Exercise goal: Once the line containing "## Mismatched nesting" is found in the entries below, reproduce it and every line after it, stopping at and including the line containing "use std::sync::Arc;"; reproduce nothing else, and keep each line exact.

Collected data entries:
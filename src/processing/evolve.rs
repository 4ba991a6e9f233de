//! Recursive evolve of a [`Value`] by a [`TransformationSpec`].
//!
//! For every key of the source map, in the source's own order:
//!
//! - a [`Transformation::Leaf`] replaces the value with `leaf(value)`;
//! - a [`Transformation::Nested`] spec is applied recursively to the value;
//! - anything else (no entry, or a [`Transformation::Constant`]) copies the value unchanged.
//!
//! Keys that only exist in the spec are never visited, so their leaves are never called.
//! Untransformed values are cloned, which shares their allocation rather than copying it.
//!
//! ## Lists
//!
//! A list is walked like a map keyed by its indices (`"0"`, `"1"`, ...), and the result is a
//! map: `{a: {"0": inc}}` against `{a: [1, 2]}` gives `{a: {"0": 2, "1": 2}}`.
//!
//! ## Mismatched nesting
//!
//! A nested spec applied to a scalar (e.g. `{a: {b: inc}}` against `{a: 5}`) produces an
//! **empty map**: the walk iterates the keys of a scalar, of which there are none. This is
//! counter-intuitive but it is what [`evolve()`] does. [`try_evolve`] makes the choice explicit
//! through [`MismatchPolicy`]. The same rule applies to a scalar top-level source.

use std::sync::Arc;

use serde::{Deserialize, Serialize};

use crate::error::{EvolveError, EvolveResult};
use crate::transform::{Leaf, Transformation, TransformationSpec};
use crate::types::{Map, Value};

/// What to do when a nested spec meets a scalar.
#[derive(Debug, Clone, Copy, PartialEq, Eq, Default, Serialize, Deserialize)]
#[serde(rename_all = "snake_case")]
pub enum MismatchPolicy {
    /// Produce an empty map, exactly like [`evolve()`].
    #[default]
    EmptyMap,
    /// Keep the source value unchanged.
    PassThrough,
    /// Fail with [`EvolveError::InvalidArgument`] naming the offending path.
    Reject,
}

/// Options for [`try_evolve`].
///
/// Deserializable, so it can live in a caller's config file:
/// `{"on_mismatch": "reject"}`.
#[derive(Debug, Clone, Copy, PartialEq, Eq, Default, Serialize, Deserialize)]
#[serde(default)]
pub struct EvolveOptions {
    /// Behavior for nested specs applied to scalars (including a scalar root).
    pub on_mismatch: MismatchPolicy,
}

impl EvolveOptions {
    /// Options that reject mismatched nesting.
    pub fn strict() -> Self {
        Self {
            on_mismatch: MismatchPolicy::Reject,
        }
    }
}

/// Evolve `source` with `spec`.
///
/// Total: never fails and never mutates its inputs. A list `source` is keyed by index; a scalar
/// `source` yields an empty map.
///
/// ```rust
/// use data_evolve::processing::evolve;
/// use data_evolve::transform::{leaves, TransformationSpec};
/// use data_evolve::types::{Map, Value};
///
/// let spec = TransformationSpec::new().leaf("firstName", leaves::trim());
/// let tomato = Value::map(Map::from([
///     ("firstName", Value::from("  Tomato ")),
///     ("age", Value::from(4)),
/// ]));
///
/// let out = evolve(&spec, &tomato);
/// assert_eq!(
///     out,
///     Value::map(Map::from([("firstName", Value::from("Tomato")), ("age", Value::from(4))]))
/// );
/// ```
pub fn evolve(spec: &TransformationSpec, source: &Value) -> Value {
    match source {
        Value::Map(map) => Value::map(evolve_map(spec, map)),
        Value::List(items) => Value::map(evolve_map(spec, &list_as_map(items))),
        _ => Value::map(Map::new()),
    }
}

/// Evolve a map directly. Same semantics as [`evolve()`].
pub fn evolve_map(spec: &TransformationSpec, source: &Map) -> Map {
    let mut out = Map::with_capacity(source.len());
    for (key, value) in source.entries() {
        let evolved = match spec.get(key) {
            Some(Transformation::Leaf(leaf)) => leaf.call(value),
            Some(Transformation::Nested(nested)) => evolve(nested, value),
            Some(Transformation::Constant(_)) | None => value.clone(),
        };
        out.push_unique(Arc::clone(key), evolved);
    }
    out
}

/// Evolve `source` with `spec`, handling mismatched nesting per `options`.
///
/// With the default options this returns `Ok(evolve(spec, source))`.
pub fn try_evolve(
    spec: &TransformationSpec,
    source: &Value,
    options: &EvolveOptions,
) -> EvolveResult<Value> {
    match source {
        Value::Map(map) => try_evolve_map(spec, map, options).map(Value::map),
        Value::List(items) => try_evolve_map(spec, &list_as_map(items), options).map(Value::map),
        other => match options.on_mismatch {
            MismatchPolicy::EmptyMap => Ok(Value::map(Map::new())),
            MismatchPolicy::PassThrough => Ok(other.clone()),
            MismatchPolicy::Reject => Err(EvolveError::InvalidArgument {
                path: "$".to_string(),
                message: format!("expected a map or list to evolve, found {}", other.kind()),
            }),
        },
    }
}

fn try_evolve_map(
    spec: &TransformationSpec,
    source: &Map,
    options: &EvolveOptions,
) -> EvolveResult<Map> {
    let mut out = Map::with_capacity(source.len());
    for (key, value) in source.entries() {
        let evolved = match spec.get(key) {
            Some(Transformation::Leaf(leaf)) => leaf.call(value),
            Some(Transformation::Nested(nested)) => try_evolve(nested, value, options)
                .map_err(|e| e.within(&format!("$.{key}")))?,
            Some(Transformation::Constant(_)) | None => value.clone(),
        };
        out.push_unique(Arc::clone(key), evolved);
    }
    Ok(out)
}

/// Index-keyed view of a list. Items are shared, not copied.
fn list_as_map(items: &[Value]) -> Map {
    let mut out = Map::with_capacity(items.len());
    for (i, item) in items.iter().enumerate() {
        out.push_unique(Arc::from(i.to_string()), item.clone());
    }
    out
}

/// Partially apply [`evolve()`]: bind the spec now, supply the source later.
///
/// `evolver(spec).apply(&source)` equals `evolve(&spec, &source)`.
pub fn evolver(spec: TransformationSpec) -> Evolver {
    Evolver::new(spec)
}

/// A [`TransformationSpec`] bound for repeated use.
///
/// Cloning is cheap; the spec is shared.
#[derive(Debug, Clone)]
pub struct Evolver {
    spec: Arc<TransformationSpec>,
    options: EvolveOptions,
}

impl Evolver {
    pub fn new(spec: TransformationSpec) -> Self {
        Self {
            spec: Arc::new(spec),
            options: EvolveOptions::default(),
        }
    }

    /// Set the options used by [`Evolver::try_apply`].
    pub fn with_options(mut self, options: EvolveOptions) -> Self {
        self.options = options;
        self
    }

    pub fn spec(&self) -> &TransformationSpec {
        &self.spec
    }

    pub fn options(&self) -> &EvolveOptions {
        &self.options
    }

    /// See [`evolve()`].
    pub fn apply(&self, source: &Value) -> Value {
        evolve(&self.spec, source)
    }

    /// See [`evolve_map`].
    pub fn apply_map(&self, source: &Map) -> Map {
        evolve_map(&self.spec, source)
    }

    /// See [`try_evolve`]; uses the options set with [`Evolver::with_options`].
    pub fn try_apply(&self, source: &Value) -> EvolveResult<Value> {
        try_evolve(&self.spec, source, &self.options)
    }

    /// Turn this evolver into a leaf, so it can be used inside another spec.
    pub fn into_leaf(self) -> Leaf {
        Leaf::new(move |v: &Value| self.apply(v))
    }
}

impl From<Evolver> for Transformation {
    fn from(v: Evolver) -> Self {
        Transformation::Leaf(v.into_leaf())
    }
}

Output below:
//! ## Mismatched nesting
//!
//! A nested spec applied to a scalar (e.g. `{a: {b: inc}}` against `{a: 5}`) produces an
//! **empty map**: the walk iterates the keys of a scalar, of which there are none. This is
//! counter-intuitive but it is what [`evolve()`] does. [`try_evolve`] makes the choice explicit
//! through [`MismatchPolicy`]. The same rule applies to a scalar top-level source.

use std::sync::Arc;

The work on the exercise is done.